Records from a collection
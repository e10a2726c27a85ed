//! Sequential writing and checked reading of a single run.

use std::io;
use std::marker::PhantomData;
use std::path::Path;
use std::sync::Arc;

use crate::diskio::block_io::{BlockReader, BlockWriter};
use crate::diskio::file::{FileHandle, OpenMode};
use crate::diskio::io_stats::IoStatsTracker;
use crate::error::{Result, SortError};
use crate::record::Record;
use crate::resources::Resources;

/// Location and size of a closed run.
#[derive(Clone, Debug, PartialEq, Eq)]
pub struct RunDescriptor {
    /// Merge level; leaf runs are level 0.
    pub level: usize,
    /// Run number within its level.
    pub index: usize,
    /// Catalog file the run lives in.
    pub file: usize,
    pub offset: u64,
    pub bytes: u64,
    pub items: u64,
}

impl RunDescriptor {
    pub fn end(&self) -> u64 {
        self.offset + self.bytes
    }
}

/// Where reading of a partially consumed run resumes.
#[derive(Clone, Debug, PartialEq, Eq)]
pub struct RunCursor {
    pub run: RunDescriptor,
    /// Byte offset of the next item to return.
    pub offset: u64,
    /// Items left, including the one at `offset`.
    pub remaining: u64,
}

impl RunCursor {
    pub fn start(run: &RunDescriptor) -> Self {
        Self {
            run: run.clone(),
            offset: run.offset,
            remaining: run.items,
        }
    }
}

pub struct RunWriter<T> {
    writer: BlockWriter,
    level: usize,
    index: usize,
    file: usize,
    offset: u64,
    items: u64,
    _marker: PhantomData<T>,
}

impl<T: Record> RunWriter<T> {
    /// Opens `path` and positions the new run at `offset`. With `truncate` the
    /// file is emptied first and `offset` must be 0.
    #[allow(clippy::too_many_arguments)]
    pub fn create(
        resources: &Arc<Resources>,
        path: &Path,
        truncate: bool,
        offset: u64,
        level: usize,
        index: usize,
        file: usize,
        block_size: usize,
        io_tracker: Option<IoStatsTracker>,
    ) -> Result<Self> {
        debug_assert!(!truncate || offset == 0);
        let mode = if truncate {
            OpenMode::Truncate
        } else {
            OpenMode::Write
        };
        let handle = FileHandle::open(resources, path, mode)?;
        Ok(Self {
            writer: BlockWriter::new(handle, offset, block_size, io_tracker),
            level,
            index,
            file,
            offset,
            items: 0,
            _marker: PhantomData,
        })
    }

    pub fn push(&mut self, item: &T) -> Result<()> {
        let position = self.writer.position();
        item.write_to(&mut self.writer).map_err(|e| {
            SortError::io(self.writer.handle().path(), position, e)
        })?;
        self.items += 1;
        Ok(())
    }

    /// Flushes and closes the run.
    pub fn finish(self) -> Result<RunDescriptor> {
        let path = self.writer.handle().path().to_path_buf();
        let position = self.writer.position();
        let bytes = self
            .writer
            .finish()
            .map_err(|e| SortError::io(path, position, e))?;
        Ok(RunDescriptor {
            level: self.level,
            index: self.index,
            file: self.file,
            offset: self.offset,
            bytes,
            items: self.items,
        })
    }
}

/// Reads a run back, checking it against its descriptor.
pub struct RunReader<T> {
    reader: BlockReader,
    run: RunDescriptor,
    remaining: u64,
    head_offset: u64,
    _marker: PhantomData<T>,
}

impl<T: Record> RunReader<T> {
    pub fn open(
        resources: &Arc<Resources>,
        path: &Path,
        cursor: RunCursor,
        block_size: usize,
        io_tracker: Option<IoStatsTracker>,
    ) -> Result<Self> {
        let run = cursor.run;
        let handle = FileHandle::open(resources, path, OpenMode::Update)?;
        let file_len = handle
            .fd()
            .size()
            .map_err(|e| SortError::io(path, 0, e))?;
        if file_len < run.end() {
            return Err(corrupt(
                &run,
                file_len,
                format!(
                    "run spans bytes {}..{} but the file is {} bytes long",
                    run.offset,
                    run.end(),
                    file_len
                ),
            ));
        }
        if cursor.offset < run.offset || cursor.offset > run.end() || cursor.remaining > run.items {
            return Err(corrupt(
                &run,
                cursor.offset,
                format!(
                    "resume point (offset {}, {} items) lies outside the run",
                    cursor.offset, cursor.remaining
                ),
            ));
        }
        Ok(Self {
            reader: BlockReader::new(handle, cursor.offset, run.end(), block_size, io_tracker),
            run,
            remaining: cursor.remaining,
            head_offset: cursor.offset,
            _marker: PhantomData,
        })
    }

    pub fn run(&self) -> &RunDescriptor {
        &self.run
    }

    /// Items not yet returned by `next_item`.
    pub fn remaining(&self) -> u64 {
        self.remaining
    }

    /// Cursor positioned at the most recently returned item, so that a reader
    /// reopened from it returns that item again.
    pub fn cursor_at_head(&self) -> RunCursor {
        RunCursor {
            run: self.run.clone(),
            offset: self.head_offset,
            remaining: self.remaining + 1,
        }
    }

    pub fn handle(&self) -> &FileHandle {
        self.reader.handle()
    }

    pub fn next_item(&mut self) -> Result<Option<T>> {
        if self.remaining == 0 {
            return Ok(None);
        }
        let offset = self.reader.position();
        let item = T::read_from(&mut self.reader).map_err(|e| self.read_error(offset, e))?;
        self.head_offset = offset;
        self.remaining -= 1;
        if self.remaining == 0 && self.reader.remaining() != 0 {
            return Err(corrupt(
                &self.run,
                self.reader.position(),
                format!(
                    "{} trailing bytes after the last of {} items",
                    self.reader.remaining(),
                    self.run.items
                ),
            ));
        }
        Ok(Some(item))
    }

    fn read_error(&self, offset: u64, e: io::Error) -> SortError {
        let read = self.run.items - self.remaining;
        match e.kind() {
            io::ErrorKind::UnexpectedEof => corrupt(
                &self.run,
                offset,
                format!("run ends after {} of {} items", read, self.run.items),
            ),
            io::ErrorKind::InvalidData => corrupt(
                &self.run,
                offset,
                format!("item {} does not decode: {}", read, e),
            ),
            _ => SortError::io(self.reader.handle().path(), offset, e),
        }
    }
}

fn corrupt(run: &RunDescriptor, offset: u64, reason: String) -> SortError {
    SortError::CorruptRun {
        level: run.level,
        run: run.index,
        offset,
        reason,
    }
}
---
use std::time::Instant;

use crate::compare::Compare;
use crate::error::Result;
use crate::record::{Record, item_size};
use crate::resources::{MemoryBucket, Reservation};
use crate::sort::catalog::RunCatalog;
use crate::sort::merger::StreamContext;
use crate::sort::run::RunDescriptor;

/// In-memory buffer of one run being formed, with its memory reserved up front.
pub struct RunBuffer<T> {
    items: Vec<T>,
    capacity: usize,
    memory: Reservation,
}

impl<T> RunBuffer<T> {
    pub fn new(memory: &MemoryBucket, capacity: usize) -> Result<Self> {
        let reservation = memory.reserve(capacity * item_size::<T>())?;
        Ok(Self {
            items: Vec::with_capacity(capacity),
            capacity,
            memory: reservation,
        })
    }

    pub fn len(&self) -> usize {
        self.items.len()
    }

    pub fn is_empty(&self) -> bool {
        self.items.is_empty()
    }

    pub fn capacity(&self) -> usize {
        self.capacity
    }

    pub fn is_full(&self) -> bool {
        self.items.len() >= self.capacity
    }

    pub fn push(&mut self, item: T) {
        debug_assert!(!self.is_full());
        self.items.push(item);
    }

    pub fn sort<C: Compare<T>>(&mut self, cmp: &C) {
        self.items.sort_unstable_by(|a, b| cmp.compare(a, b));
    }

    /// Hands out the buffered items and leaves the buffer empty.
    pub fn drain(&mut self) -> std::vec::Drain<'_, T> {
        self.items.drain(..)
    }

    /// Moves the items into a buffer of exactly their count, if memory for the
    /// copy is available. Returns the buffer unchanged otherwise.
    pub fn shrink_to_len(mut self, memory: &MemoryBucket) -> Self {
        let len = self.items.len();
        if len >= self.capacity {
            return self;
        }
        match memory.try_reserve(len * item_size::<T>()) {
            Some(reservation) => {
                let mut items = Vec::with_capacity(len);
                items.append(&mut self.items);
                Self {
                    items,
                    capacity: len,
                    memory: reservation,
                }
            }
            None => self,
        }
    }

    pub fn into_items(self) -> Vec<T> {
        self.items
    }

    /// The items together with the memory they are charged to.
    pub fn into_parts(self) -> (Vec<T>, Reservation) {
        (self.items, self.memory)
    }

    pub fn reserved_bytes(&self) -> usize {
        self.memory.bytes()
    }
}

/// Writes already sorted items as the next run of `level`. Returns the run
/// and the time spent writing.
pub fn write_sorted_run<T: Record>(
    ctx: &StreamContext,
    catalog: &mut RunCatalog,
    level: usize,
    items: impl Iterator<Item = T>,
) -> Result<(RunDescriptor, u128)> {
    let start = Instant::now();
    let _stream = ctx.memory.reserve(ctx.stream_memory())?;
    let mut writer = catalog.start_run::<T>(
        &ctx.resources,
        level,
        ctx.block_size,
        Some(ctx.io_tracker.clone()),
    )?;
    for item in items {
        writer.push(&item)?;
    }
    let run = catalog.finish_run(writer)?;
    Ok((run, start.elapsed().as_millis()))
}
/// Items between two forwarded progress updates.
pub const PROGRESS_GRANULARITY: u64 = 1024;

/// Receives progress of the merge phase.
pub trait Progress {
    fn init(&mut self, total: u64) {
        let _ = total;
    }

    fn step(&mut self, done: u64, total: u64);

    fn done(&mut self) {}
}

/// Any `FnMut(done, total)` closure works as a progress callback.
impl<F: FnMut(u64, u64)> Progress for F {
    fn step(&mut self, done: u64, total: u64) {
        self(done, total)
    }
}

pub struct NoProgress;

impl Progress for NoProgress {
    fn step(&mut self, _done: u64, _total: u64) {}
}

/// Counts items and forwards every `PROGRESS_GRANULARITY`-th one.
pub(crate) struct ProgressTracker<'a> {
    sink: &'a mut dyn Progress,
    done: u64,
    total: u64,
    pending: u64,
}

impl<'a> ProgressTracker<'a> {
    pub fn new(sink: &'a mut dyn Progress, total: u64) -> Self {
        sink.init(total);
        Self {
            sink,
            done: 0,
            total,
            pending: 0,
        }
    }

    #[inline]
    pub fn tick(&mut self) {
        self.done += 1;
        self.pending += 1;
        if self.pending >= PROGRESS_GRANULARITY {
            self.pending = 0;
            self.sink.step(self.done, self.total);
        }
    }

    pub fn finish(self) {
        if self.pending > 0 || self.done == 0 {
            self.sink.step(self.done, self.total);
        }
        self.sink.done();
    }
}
==
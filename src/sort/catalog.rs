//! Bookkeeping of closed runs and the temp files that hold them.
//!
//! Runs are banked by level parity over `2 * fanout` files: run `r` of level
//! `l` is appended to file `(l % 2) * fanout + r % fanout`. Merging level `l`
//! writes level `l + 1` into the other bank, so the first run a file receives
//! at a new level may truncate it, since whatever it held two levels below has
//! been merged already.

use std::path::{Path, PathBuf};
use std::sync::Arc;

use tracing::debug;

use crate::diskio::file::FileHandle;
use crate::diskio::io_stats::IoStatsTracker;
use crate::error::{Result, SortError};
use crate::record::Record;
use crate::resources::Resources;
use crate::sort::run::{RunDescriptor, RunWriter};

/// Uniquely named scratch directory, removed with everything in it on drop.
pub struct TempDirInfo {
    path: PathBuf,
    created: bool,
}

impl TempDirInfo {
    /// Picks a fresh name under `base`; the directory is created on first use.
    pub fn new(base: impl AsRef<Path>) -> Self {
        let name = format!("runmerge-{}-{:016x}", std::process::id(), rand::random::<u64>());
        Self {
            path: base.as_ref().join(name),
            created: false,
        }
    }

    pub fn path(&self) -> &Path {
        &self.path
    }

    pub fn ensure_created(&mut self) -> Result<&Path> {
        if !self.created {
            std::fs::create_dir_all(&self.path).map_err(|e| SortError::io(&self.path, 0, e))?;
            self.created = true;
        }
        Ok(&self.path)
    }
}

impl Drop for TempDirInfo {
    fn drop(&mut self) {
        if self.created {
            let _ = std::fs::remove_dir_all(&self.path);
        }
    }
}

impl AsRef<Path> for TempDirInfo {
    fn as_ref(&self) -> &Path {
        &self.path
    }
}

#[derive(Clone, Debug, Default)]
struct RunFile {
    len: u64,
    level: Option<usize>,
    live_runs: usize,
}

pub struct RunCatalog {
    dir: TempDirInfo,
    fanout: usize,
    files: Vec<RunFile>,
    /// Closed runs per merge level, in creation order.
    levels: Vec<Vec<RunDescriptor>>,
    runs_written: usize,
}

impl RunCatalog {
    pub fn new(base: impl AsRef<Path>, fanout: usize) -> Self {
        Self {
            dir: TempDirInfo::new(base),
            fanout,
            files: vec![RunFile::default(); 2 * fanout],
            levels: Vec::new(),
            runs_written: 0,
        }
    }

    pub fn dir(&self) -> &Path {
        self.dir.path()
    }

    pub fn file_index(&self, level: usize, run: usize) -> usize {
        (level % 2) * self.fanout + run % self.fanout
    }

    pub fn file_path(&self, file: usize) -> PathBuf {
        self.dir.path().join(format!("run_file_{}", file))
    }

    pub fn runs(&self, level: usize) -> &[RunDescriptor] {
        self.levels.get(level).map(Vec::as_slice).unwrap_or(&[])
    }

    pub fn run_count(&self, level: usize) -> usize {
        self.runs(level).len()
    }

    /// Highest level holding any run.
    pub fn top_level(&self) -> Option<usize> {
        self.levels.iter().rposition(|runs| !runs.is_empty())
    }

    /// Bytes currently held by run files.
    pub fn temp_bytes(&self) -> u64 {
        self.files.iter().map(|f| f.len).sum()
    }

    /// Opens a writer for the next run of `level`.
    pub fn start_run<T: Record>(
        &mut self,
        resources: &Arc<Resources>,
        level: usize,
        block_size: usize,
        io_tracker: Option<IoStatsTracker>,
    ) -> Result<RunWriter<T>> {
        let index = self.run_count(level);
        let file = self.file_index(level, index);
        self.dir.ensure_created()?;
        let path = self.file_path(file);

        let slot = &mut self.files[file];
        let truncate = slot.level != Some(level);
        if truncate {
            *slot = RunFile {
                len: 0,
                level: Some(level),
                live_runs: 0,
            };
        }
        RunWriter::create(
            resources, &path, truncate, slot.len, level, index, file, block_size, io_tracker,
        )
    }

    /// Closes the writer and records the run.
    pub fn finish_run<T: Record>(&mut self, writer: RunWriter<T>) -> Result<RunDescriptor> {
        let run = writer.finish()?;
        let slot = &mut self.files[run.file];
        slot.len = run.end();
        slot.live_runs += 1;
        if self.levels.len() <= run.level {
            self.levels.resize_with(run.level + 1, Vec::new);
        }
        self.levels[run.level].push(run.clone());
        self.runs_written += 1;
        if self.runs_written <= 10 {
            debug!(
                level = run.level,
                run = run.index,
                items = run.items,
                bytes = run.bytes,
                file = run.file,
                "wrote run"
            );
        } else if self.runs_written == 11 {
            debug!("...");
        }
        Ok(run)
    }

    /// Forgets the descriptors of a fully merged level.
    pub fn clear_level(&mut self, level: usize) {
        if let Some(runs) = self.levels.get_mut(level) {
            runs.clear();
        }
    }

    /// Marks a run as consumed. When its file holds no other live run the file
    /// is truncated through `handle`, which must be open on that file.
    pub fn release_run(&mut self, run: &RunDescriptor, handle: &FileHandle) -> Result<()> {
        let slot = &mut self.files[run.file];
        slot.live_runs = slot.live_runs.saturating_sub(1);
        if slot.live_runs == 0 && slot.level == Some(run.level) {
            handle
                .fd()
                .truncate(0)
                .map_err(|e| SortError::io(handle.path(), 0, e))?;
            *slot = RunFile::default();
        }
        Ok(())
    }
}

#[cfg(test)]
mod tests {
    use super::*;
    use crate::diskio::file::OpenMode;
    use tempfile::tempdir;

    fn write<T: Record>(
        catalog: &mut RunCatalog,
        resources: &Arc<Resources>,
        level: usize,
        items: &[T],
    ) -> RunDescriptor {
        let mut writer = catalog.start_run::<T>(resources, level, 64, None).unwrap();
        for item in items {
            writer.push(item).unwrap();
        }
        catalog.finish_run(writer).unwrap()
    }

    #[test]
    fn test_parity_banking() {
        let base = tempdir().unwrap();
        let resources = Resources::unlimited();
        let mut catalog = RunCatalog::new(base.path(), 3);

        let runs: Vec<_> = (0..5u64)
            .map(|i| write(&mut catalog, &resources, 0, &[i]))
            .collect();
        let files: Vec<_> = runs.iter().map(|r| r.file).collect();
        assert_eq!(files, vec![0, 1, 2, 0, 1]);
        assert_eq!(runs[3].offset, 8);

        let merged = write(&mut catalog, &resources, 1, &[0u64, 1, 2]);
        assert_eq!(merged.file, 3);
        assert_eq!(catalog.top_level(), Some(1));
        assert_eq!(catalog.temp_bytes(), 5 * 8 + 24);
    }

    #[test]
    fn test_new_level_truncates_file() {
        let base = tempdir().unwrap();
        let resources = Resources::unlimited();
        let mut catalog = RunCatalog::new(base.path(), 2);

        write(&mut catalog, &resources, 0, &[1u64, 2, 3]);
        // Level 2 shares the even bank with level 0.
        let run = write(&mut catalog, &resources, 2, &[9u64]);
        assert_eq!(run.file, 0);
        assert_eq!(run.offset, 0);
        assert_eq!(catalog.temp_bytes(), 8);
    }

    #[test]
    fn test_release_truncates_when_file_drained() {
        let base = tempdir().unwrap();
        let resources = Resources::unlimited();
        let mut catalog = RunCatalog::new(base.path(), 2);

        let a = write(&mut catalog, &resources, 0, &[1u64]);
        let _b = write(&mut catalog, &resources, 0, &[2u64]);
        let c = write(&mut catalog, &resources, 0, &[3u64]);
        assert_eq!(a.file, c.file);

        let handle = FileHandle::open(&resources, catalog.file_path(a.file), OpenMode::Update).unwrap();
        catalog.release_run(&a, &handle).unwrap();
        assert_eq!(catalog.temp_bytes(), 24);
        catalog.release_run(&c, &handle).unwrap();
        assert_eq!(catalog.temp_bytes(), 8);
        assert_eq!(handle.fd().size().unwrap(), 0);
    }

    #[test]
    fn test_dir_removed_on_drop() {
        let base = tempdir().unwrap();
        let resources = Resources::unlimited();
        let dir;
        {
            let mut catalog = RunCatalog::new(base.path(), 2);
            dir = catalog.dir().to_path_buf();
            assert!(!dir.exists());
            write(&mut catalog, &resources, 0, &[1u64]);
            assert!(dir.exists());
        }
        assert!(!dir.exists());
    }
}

• Problem statement
Each line of the records that contains the string "Some" must be copied.

• Response
        Ok(Some(item))
            Some(reservation) => {
        Some(ctx.io_tracker.clone()),
        let truncate = slot.level != Some(level);
                level: Some(level),
        if let Some(runs) = self.levels.get_mut(level) {
        if slot.live_runs == 0 && slot.level == Some(run.level) {
        assert_eq!(catalog.top_level(), Some(1));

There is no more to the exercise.